Cue thousands of readers asking for FFVII on Move

Recent comments by Yoshinori Kitase about the Move's unsuitability for RPG play due to masses of motion-controlled fighting over 40 or 50 hours of gameplay got us thinking here at Movemodo.

Some games are marketed purely on the level of their physical exertion and its benefits – Zumba Fitness will no doubt fit into this category – others shy away from the idea. What if the two worked together – what about an RPG that made fitness a part of the gameplay? Imagine a fitness game with a story that used familiar game elements to represent your progress.

The Joy of Stats

Numbers are the best part of any RPG: HP, MP, ATK, EXP and more allow you to track your hero's progress from lowly swordsman to world-conquering giant slayer. Once certain milestones are passed, you advance to the next level and stage of difficulty, yielding greater rewards, so you're always making progress forward.

Respect: -10

Athletes and those into personal fitness recognise that keeping tabs on your performance allows you to keep moving forward too, progressing from short bursts of exercise to longer periods of exertion as your fitness – let's call it the FIT statistic – improves. If your FIT isn't high enough, you won't be able to last long enough in battle to defeat enemies and reap the rewards; the fitter you are, the more ass you'd be able to kick.

Battles Are Changing

RPGs have been using menu-based battles for years, but with the advent of motion control there's a chance for new, more varied battle sequences to take place. Combining these with a fitness game also subscribes to the theory of "burst training", where periods of low exertion are punctuated with short bursts of strenuous exercise, like a random battle in the field.

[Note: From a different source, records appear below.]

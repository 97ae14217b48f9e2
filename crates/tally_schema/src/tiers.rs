//! Allocation of a quantity across volume-priced tiers.

use rust_decimal::Decimal;

/// Split `total` across tiers of the given widths.
///
/// Widths are tier sizes, not absolute thresholds: `[250, 1250, 2500]`
/// describes `[0, 250)`, `[250, 1500)`, `[1500, 4000)` and an unbounded
/// `[4000, ∞)`. The result has `widths.len() + 1` buckets in ascending tier
/// order and sums to `total`. Negative totals allocate nothing.
pub fn calculate_tier_buckets(total: Decimal, widths: &[u64]) -> Vec<Decimal> {
    let mut remaining = total.max(Decimal::ZERO);
    let mut buckets = Vec::with_capacity(widths.len() + 1);

    for width in widths {
        let width = Decimal::from(*width);
        let allocated = remaining.min(width);
        buckets.push(allocated);
        remaining -= allocated;
    }
    buckets.push(remaining);

    buckets
}

/// Absolute start amount of each tier: `[250, 1250, 2500]` gives `0, 250, 1500, 4000`.
pub fn tier_start_amounts(widths: &[u64]) -> Vec<Decimal> {
    let mut starts = Vec::with_capacity(widths.len() + 1);
    let mut cumulative = Decimal::ZERO;
    starts.push(cumulative);
    for width in widths {
        cumulative += Decimal::from(*width);
        starts.push(cumulative);
    }
    starts
}
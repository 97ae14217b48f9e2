//! Cost components and the filters that locate their prices.
//!
//! Handlers build these as plain values. Monetary amounts are never computed
//! here: a pricing collaborator resolves each [`CatalogFilter`] and
//! [`PriceFilter`] to at most one price and multiplies by the quantity.

use std::collections::HashMap;

use regex::Regex;
use rust_decimal::Decimal;
use serde::Serialize;
use tracing::warn;

use crate::error::{SchemaError, SchemaResult};

/// Hours used to convert hourly quantities into a month.
pub const HOURS_PER_MONTH: u32 = 730;

/// Billing period of a quantity. `None` means the amount depends on usage
/// that was not supplied and must be displayed as unknown, not zero.
#[derive(Debug, Clone, PartialEq, Serialize)]
#[serde(tag = "period", content = "amount", rename_all = "lowercase")]
pub enum Quantity {
    Hourly(Option<Decimal>),
    Monthly(Option<Decimal>),
}

impl Quantity {
    pub fn hourly(amount: Decimal) -> Self {
        Quantity::Hourly(Some(amount))
    }

    pub fn monthly(amount: Decimal) -> Self {
        Quantity::Monthly(Some(amount))
    }

    pub fn is_known(&self) -> bool {
        self.amount().is_some()
    }

    pub fn amount(&self) -> Option<Decimal> {
        match self {
            Quantity::Hourly(amount) | Quantity::Monthly(amount) => *amount,
        }
    }

    /// The quantity over a month, converting hourly amounts.
    pub fn monthly_amount(&self) -> Option<Decimal> {
        match self {
            Quantity::Hourly(amount) => amount.map(|a| a * Decimal::from(HOURS_PER_MONTH)),
            Quantity::Monthly(amount) => *amount,
        }
    }
}

/// How a catalog attribute is compared.
#[derive(Debug, Clone, PartialEq, Eq, Serialize)]
#[serde(rename_all = "camelCase")]
pub enum AttributePredicate {
    /// Exact string match.
    Value(String),
    /// Regular expression in `/pattern/flags` form, e.g. `/EBSOptimized/`.
    ValueRegex(String),
}

#[derive(Debug, Clone, PartialEq, Eq, Serialize)]
pub struct AttributeFilter {
    pub key: String,
    #[serde(flatten)]
    pub predicate: AttributePredicate,
}

impl AttributeFilter {
    pub fn value(key: impl Into<String>, value: impl Into<String>) -> Self {
        Self {
            key: key.into(),
            predicate: AttributePredicate::Value(value.into()),
        }
    }

    pub fn regex(key: impl Into<String>, pattern: impl Into<String>) -> Self {
        Self {
            key: key.into(),
            predicate: AttributePredicate::ValueRegex(pattern.into()),
        }
    }

    /// Compile the regex predicate, if any.
    pub fn compiled_regex(&self) -> SchemaResult<Option<Regex>> {
        match &self.predicate {
            AttributePredicate::Value(_) => Ok(None),
            AttributePredicate::ValueRegex(pattern) => compile_slash_regex(pattern).map(Some),
        }
    }

    pub fn matches(&self, attribute: Option<&str>) -> bool {
        let Some(actual) = attribute else {
            return false;
        };
        match &self.predicate {
            AttributePredicate::Value(expected) => expected == actual,
            AttributePredicate::ValueRegex(pattern) => match compile_slash_regex(pattern) {
                Ok(regex) => regex.is_match(actual),
                Err(e) => {
                    warn!("Ignoring attribute filter on {}: {}", self.key, e);
                    false
                }
            },
        }
    }
}

/// Compile `/pattern/flags`. Only the `i` flag is recognized.
fn compile_slash_regex(pattern: &str) -> SchemaResult<Regex> {
    let (body, flags) = match pattern.strip_prefix('/').and_then(|rest| rest.rfind('/').map(|end| (rest, end))) {
        Some((rest, end)) => (&rest[..end], &rest[end + 1..]),
        None => (pattern, ""),
    };
    let source = if flags.contains('i') {
        format!("(?i){}", body)
    } else {
        body.to_string()
    };
    Regex::new(&source).map_err(|source| SchemaError::InvalidRegex {
        pattern: pattern.to_string(),
        source,
    })
}

/// A product as described by a pricing catalog.
#[derive(Debug, Clone, Default, PartialEq)]
pub struct CatalogProduct {
    pub vendor_name: String,
    pub region: String,
    pub service: String,
    pub product_family: String,
    pub attributes: HashMap<String, String>,
}

/// Predicates identifying one billing SKU in the pricing catalog.
#[derive(Debug, Clone, Default, PartialEq, Serialize)]
#[serde(rename_all = "camelCase")]
pub struct CatalogFilter {
    #[serde(skip_serializing_if = "Option::is_none")]
    pub vendor_name: Option<String>,
    #[serde(skip_serializing_if = "Option::is_none")]
    pub region: Option<String>,
    #[serde(skip_serializing_if = "Option::is_none")]
    pub service: Option<String>,
    #[serde(skip_serializing_if = "Option::is_none")]
    pub product_family: Option<String>,
    #[serde(skip_serializing_if = "Vec::is_empty")]
    pub attribute_filters: Vec<AttributeFilter>,
}

impl CatalogFilter {
    pub fn new() -> Self {
        Self::default()
    }

    pub fn vendor(mut self, vendor: impl Into<String>) -> Self {
        self.vendor_name = Some(vendor.into());
        self
    }

    pub fn region(mut self, region: impl Into<String>) -> Self {
        self.region = Some(region.into());
        self
    }

    pub fn service(mut self, service: impl Into<String>) -> Self {
        self.service = Some(service.into());
        self
    }

    pub fn product_family(mut self, family: impl Into<String>) -> Self {
        self.product_family = Some(family.into());
        self
    }

    pub fn attribute(mut self, key: impl Into<String>, value: impl Into<String>) -> Self {
        self.attribute_filters.push(AttributeFilter::value(key, value));
        self
    }

    pub fn attribute_regex(mut self, key: impl Into<String>, pattern: impl Into<String>) -> Self {
        self.attribute_filters.push(AttributeFilter::regex(key, pattern));
        self
    }

    pub fn is_empty(&self) -> bool {
        self.vendor_name.is_none()
            && self.region.is_none()
            && self.service.is_none()
            && self.product_family.is_none()
            && self.attribute_filters.is_empty()
    }

    /// Whether `product` satisfies every predicate of this filter.
    pub fn matches(&self, product: &CatalogProduct) -> bool {
        let exact = |expected: &Option<String>, actual: &str| {
            expected.as_deref().map_or(true, |e| e == actual)
        };

        exact(&self.vendor_name, &product.vendor_name)
            && exact(&self.region, &product.region)
            && exact(&self.service, &product.service)
            && exact(&self.product_family, &product.product_family)
            && self
                .attribute_filters
                .iter()
                .all(|f| f.matches(product.attributes.get(&f.key).map(String::as_str)))
    }
}

/// Narrows a matched product to a single price record.
#[derive(Debug, Clone, Default, PartialEq, Eq, Serialize)]
#[serde(rename_all = "camelCase")]
pub struct PriceFilter {
    #[serde(skip_serializing_if = "Option::is_none")]
    pub purchase_option: Option<String>,
    #[serde(skip_serializing_if = "Option::is_none")]
    pub start_usage_amount: Option<String>,
    #[serde(skip_serializing_if = "Option::is_none")]
    pub term_offering_class: Option<String>,
    #[serde(skip_serializing_if = "Option::is_none")]
    pub term_length: Option<String>,
    #[serde(skip_serializing_if = "Option::is_none")]
    pub term_purchase_option: Option<String>,
}

impl PriceFilter {
    pub fn purchase_option(option: impl Into<String>) -> Self {
        Self {
            purchase_option: Some(option.into()),
            ..Self::default()
        }
    }

    pub fn start_usage(amount: impl Into<String>) -> Self {
        Self {
            start_usage_amount: Some(amount.into()),
            ..Self::default()
        }
    }

    pub fn with_start_usage(mut self, amount: impl Into<String>) -> Self {
        self.start_usage_amount = Some(amount.into());
        self
    }
}

/// One priced line item of a resource.
#[derive(Debug, Clone, PartialEq, Serialize)]
#[serde(rename_all = "camelCase")]
pub struct CostComponent {
    pub name: String,
    pub unit: String,
    pub unit_multiplier: u32,
    pub quantity: Quantity,
    pub catalog_filter: CatalogFilter,
    #[serde(skip_serializing_if = "Option::is_none")]
    pub price_filter: Option<PriceFilter>,
    /// When set, a missing catalog price drops this component instead of failing the resource.
    pub ignore_if_missing_price: bool,
}

impl CostComponent {
    pub fn new(name: impl Into<String>, unit: impl Into<String>, quantity: Quantity, catalog_filter: CatalogFilter) -> Self {
        Self {
            name: name.into(),
            unit: unit.into(),
            unit_multiplier: 1,
            quantity,
            catalog_filter,
            price_filter: None,
            ignore_if_missing_price: false,
        }
    }

    pub fn with_price_filter(mut self, price_filter: PriceFilter) -> Self {
        self.price_filter = Some(price_filter);
        self
    }

    pub fn with_unit_multiplier(mut self, multiplier: u32) -> Self {
        self.unit_multiplier = multiplier;
        self
    }

    pub fn ignore_if_missing_price(mut self) -> Self {
        self.ignore_if_missing_price = true;
        self
    }

    /// Check that the catalog filter is usable: non-empty and with valid regexes.
    pub fn validate(&self) -> SchemaResult<()> {
        if self.catalog_filter.is_empty() {
            return Err(SchemaError::InvalidComponent {
                component: self.name.clone(),
                message: "catalog filter is empty".to_string(),
            });
        }
        for filter in &self.catalog_filter.attribute_filters {
            filter.compiled_regex()?;
        }
        Ok(())
    }
}
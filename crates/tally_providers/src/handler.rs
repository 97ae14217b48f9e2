//! The capability every resource cost handler implements.

use tally_schema::{Resource, ResourceData, UsageData};

use crate::error::Skip;

/// Maps one resource type to its cost components.
///
/// Implementations are pure: the same resource and usage always produce the
/// same tree, nothing is cached between calls, and inputs are never mutated.
/// Handlers are `Send + Sync` so callers may price resources in parallel.
pub trait CostHandler: Send + Sync {
    /// Terraform resource type handled, e.g. `aws_instance`.
    fn resource_type(&self) -> &str;

    /// Human-readable caveats about how this resource is priced.
    fn notes(&self) -> &[&'static str] {
        &[]
    }

    /// Attributes that link to other resources and must be resolved before
    /// [`CostHandler::build`] runs.
    fn reference_attributes(&self) -> &[&'static str] {
        &[]
    }

    /// Build the resource's cost tree, or explain why it is skipped.
    fn build(&self, data: &ResourceData, usage: Option<&UsageData>) -> Result<Resource, Skip>;
}
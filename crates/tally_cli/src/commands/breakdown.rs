//! Breakdown command - Build the cost breakdown of a plan.

use std::path::PathBuf;
use std::sync::Arc;

use anyhow::{Context, Result};
use clap::{Args, ValueEnum};
use tracing::{debug, info};

use tally_providers::{Estimate, EstimateConfig, Estimator, Registry};
use tally_schema::UsageFile;

use crate::render;

#[derive(Debug, Clone, Copy, PartialEq, Eq, ValueEnum)]
pub enum OutputFormat {
    Text,
    Json,
}

#[derive(Args)]
pub struct BreakdownArgs {
    /// Path to `terraform show -json` output
    #[arg(short, long)]
    pub path: PathBuf,

    /// YAML usage file keyed by resource address
    #[arg(short, long, env = "TALLY_USAGE_FILE")]
    pub usage_file: Option<PathBuf>,

    /// TOML estimate config
    #[arg(short, long, env = "TALLY_CONFIG")]
    pub config: Option<PathBuf>,

    /// Output format
    #[arg(short, long, value_enum, default_value = "text")]
    pub format: OutputFormat,
}

pub fn execute(args: BreakdownArgs) -> Result<()> {
    let estimate = run(&args)?;

    let output = match args.format {
        OutputFormat::Text => render::estimate_text(&estimate),
        OutputFormat::Json => {
            serde_json::to_string_pretty(&estimate).context("Failed to serialize estimate")?
        }
    };
    println!("{}", output);

    Ok(())
}

/// Load the inputs and price every resource in the plan.
pub fn run(args: &BreakdownArgs) -> Result<Estimate> {
    let config = match &args.config {
        Some(path) => EstimateConfig::from_file(path)
            .with_context(|| format!("Failed to load config {}", path.display()))?,
        None => EstimateConfig::default(),
    };
    debug!("Using estimate config: {:?}", config);

    let registry = Registry::standard(&config);

    info!("Loading plan: {}", args.path.display());
    let resources = registry
        .plan_parser(&config)
        .parse_file(&args.path)
        .with_context(|| format!("Failed to load plan {}", args.path.display()))?;

    let usage = match &args.usage_file {
        Some(path) => UsageFile::from_file(path)
            .with_context(|| format!("Failed to load usage file {}", path.display()))?,
        None => UsageFile::empty(),
    };
    debug!("Loaded usage for {} addresses", usage.len());

    Ok(Estimator::new(Arc::new(registry)).estimate(&resources, &usage))
}

#[cfg(test)]
mod tests {
    use super::*;
    use std::fs;
    use tempfile::tempdir;

    const PLAN: &str = r#"{"planned_values": {"root_module": {"resources": [
        {"address": "aws_instance.web", "type": "aws_instance", "name": "web",
         "values": {"instance_type": "m5.large"}},
        {"address": "aws_vpc.main", "type": "aws_vpc", "name": "main", "values": {}}
    ]}}}"#;

    fn args(path: PathBuf) -> BreakdownArgs {
        BreakdownArgs {
            path,
            usage_file: None,
            config: None,
            format: OutputFormat::Json,
        }
    }

    #[test]
    fn test_run_prices_plan() {
        let dir = tempdir().unwrap();
        let plan_path = dir.path().join("plan.json");
        fs::write(&plan_path, PLAN).unwrap();

        let estimate = run(&args(plan_path)).unwrap();
        assert_eq!(estimate.summary.priced_resources, 1);
        assert_eq!(estimate.summary.free_resources, 1);
    }

    #[test]
    fn test_run_applies_usage_file() {
        let dir = tempdir().unwrap();
        let plan_path = dir.path().join("plan.json");
        let usage_path = dir.path().join("usage.yml");
        fs::write(&plan_path, PLAN).unwrap();
        fs::write(
            &usage_path,
            "version: 0.1\nresource_usage:\n  aws_instance.web:\n    operating_system: rhel\n",
        )
        .unwrap();

        let mut args = args(plan_path);
        args.usage_file = Some(usage_path);
        let estimate = run(&args).unwrap();
        assert_eq!(
            estimate.resources[0].cost_components[0].name,
            "Instance usage (RHEL, on-demand, m5.large)"
        );
    }

    #[test]
    fn test_missing_plan_is_an_input_error() {
        let dir = tempdir().unwrap();
        let err = run(&args(dir.path().join("missing.json"))).unwrap_err();
        assert!(err.chain().any(|c| c.is::<tally_schema::SchemaError>()));
    }
}
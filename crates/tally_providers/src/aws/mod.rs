//! Amazon Web Services resources.

pub mod ebs_volume;
pub mod instance;

use std::sync::Arc;

use crate::config::EstimateConfig;
use crate::registry::Registry;

pub use ebs_volume::EbsVolume;
pub use instance::Instance;

pub(crate) const VENDOR: &str = "aws";

/// AWS types that never incur charges, grouped by service.
pub const FREE_RESOURCES: &[&str] = &[
    // IAM
    "aws_iam_group",
    "aws_iam_group_policy",
    "aws_iam_policy",
    "aws_iam_role",
    "aws_iam_role_policy",
    "aws_iam_role_policy_attachment",
    "aws_iam_user",
    "aws_iam_user_policy",
    // EC2
    "aws_key_pair",
    "aws_launch_template",
    "aws_volume_attachment",
    // VPC
    "aws_internet_gateway",
    "aws_network_acl",
    "aws_route",
    "aws_route_table",
    "aws_route_table_association",
    "aws_security_group",
    "aws_security_group_rule",
    "aws_subnet",
    "aws_vpc",
];

/// AWS types billed purely on usage. None are tracked yet.
pub const USAGE_ONLY_RESOURCES: &[&str] = &[];

pub fn register(registry: &mut Registry, config: &EstimateConfig) {
    registry.register(Arc::new(EbsVolume::new(config)));
    registry.register(Arc::new(Instance::on_demand(config)));
    registry.register(Arc::new(Instance::spot(config)));
    registry.add_free_resources(FREE_RESOURCES.iter().copied());
    registry.add_usage_only_resources(USAGE_ONLY_RESOURCES.iter().copied());
}
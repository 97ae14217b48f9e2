//! Registry of resource cost handlers.

use std::collections::{BTreeMap, BTreeSet};
use std::sync::Arc;

use tally_schema::PlanParser;
use tracing::debug;

use crate::aws;
use crate::azure;
use crate::config::EstimateConfig;
use crate::handler::CostHandler;

/// How the registry treats a resource type.
#[derive(Debug, Clone, Copy, PartialEq, Eq)]
pub enum Coverage {
    /// Known to cost nothing; no handler is invoked.
    Free,
    /// Costs depend entirely on usage with no base charge; no handler is invoked.
    UsageOnly,
    /// A handler prices this type.
    Priced,
    /// Nothing is known about this type.
    Unsupported,
}

/// A registry of cost handlers plus the free and usage-only type lists.
///
/// The registry maps resource type names to their handlers. Free and
/// usage-only lists are consulted first, so a type listed there never
/// reaches a handler.
#[derive(Default)]
pub struct Registry {
    handlers: BTreeMap<String, Arc<dyn CostHandler>>,
    free_resources: BTreeSet<String>,
    usage_only_resources: BTreeSet<String>,
}

impl Registry {
    /// Create a new empty registry.
    pub fn new() -> Self {
        Self::default()
    }

    /// Registry with every built-in AWS and Azure handler.
    pub fn standard(config: &EstimateConfig) -> Self {
        let mut registry = Self::new();
        aws::register(&mut registry, config);
        azure::register(&mut registry, config);
        debug!(
            "Built standard registry with {} handlers, {} free types",
            registry.len(),
            registry.free_resources.len()
        );
        registry
    }

    /// Register a handler under its `resource_type()`.
    ///
    /// A handler already registered for the same type is replaced.
    pub fn register(&mut self, handler: Arc<dyn CostHandler>) {
        let name = handler.resource_type().to_string();
        debug!("Registering cost handler: {}", name);
        self.handlers.insert(name, handler);
    }

    pub fn add_free_resources<I, S>(&mut self, resource_types: I)
    where
        I: IntoIterator<Item = S>,
        S: Into<String>,
    {
        self.free_resources.extend(resource_types.into_iter().map(Into::into));
    }

    pub fn add_usage_only_resources<I, S>(&mut self, resource_types: I)
    where
        I: IntoIterator<Item = S>,
        S: Into<String>,
    {
        self.usage_only_resources
            .extend(resource_types.into_iter().map(Into::into));
    }

    /// Get a handler by resource type.
    pub fn get(&self, resource_type: &str) -> Option<Arc<dyn CostHandler>> {
        self.handlers.get(resource_type).cloned()
    }

    pub fn contains(&self, resource_type: &str) -> bool {
        self.handlers.contains_key(resource_type)
    }

    pub fn is_free(&self, resource_type: &str) -> bool {
        self.free_resources.contains(resource_type)
    }

    pub fn is_usage_only(&self, resource_type: &str) -> bool {
        self.usage_only_resources.contains(resource_type)
    }

    pub fn coverage(&self, resource_type: &str) -> Coverage {
        if self.is_free(resource_type) {
            Coverage::Free
        } else if self.is_usage_only(resource_type) {
            Coverage::UsageOnly
        } else if self.contains(resource_type) {
            Coverage::Priced
        } else {
            Coverage::Unsupported
        }
    }

    /// Registered handlers, sorted by resource type.
    pub fn handlers(&self) -> impl Iterator<Item = &Arc<dyn CostHandler>> {
        self.handlers.values()
    }

    /// Registered resource types, sorted.
    pub fn resource_types(&self) -> Vec<&str> {
        self.handlers.keys().map(|s| s.as_str()).collect()
    }

    pub fn free_resources(&self) -> Vec<&str> {
        self.free_resources.iter().map(|s| s.as_str()).collect()
    }

    pub fn usage_only_resources(&self) -> Vec<&str> {
        self.usage_only_resources.iter().map(|s| s.as_str()).collect()
    }

    /// A plan parser that resolves every link attribute a registered handler
    /// declares, defaulting AWS regions from `config`.
    pub fn plan_parser(&self, config: &EstimateConfig) -> PlanParser {
        self.handlers
            .iter()
            .filter(|(_, handler)| !handler.reference_attributes().is_empty())
            .fold(
                PlanParser::new().with_default_aws_region(config.default_aws_region.clone()),
                |parser, (resource_type, handler)| {
                    parser.with_reference_attributes(resource_type.clone(), handler.reference_attributes())
                },
            )
    }

    /// Get the number of registered handlers.
    pub fn len(&self) -> usize {
        self.handlers.len()
    }

    pub fn is_empty(&self) -> bool {
        self.handlers.is_empty()
    }
}

impl std::fmt::Debug for Registry {
    fn fmt(&self, f: &mut std::fmt::Formatter<'_>) -> std::fmt::Result {
        f.debug_struct("Registry")
            .field("handlers", &self.handlers.keys().collect::<Vec<_>>())
            .field("free_resources", &self.free_resources.len())
            .field("usage_only_resources", &self.usage_only_resources.len())
            .finish()
    }
}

Move can be used to represent a sword or a gun, has a wide range of motion for a series of magical attacks and much more, so would be a perfect fit for almost every RPG battle system ever devised as well as plenty of new ones.

ATK +5

The Story of Fitness

Many people drop out of exercise regimes due to boredom; a lack of progression can hurt your ambitions. The same can be said of RPGs, but by providing an overarching story perhaps the genre could boost commitment from players: objectives and missions to be completed would provide tangible milestones, helping players to recognise their achievements.

By the time you reach the final epic battle your party's FIT would have reached a high enough level to allow you to defeat the evil overlord and end the world.

Then What?

That's a good question. You've trained long and hard over hours and hours, coming from a lazy nobody to a fitness powerhouse; you've saved the world and recovered the ancient artefact. What comes next?

Fitness is a long-term goal, not a finite experience. How would players react to completing the story and finishing their training? Would they be satisfied or eager for more; would they see their exertion as something worthwhile outside of the game or just another form of controlling the game?

What would it take for you to play an RPG with motion controls? Would you play a fitness game if it had a story and interesting characters?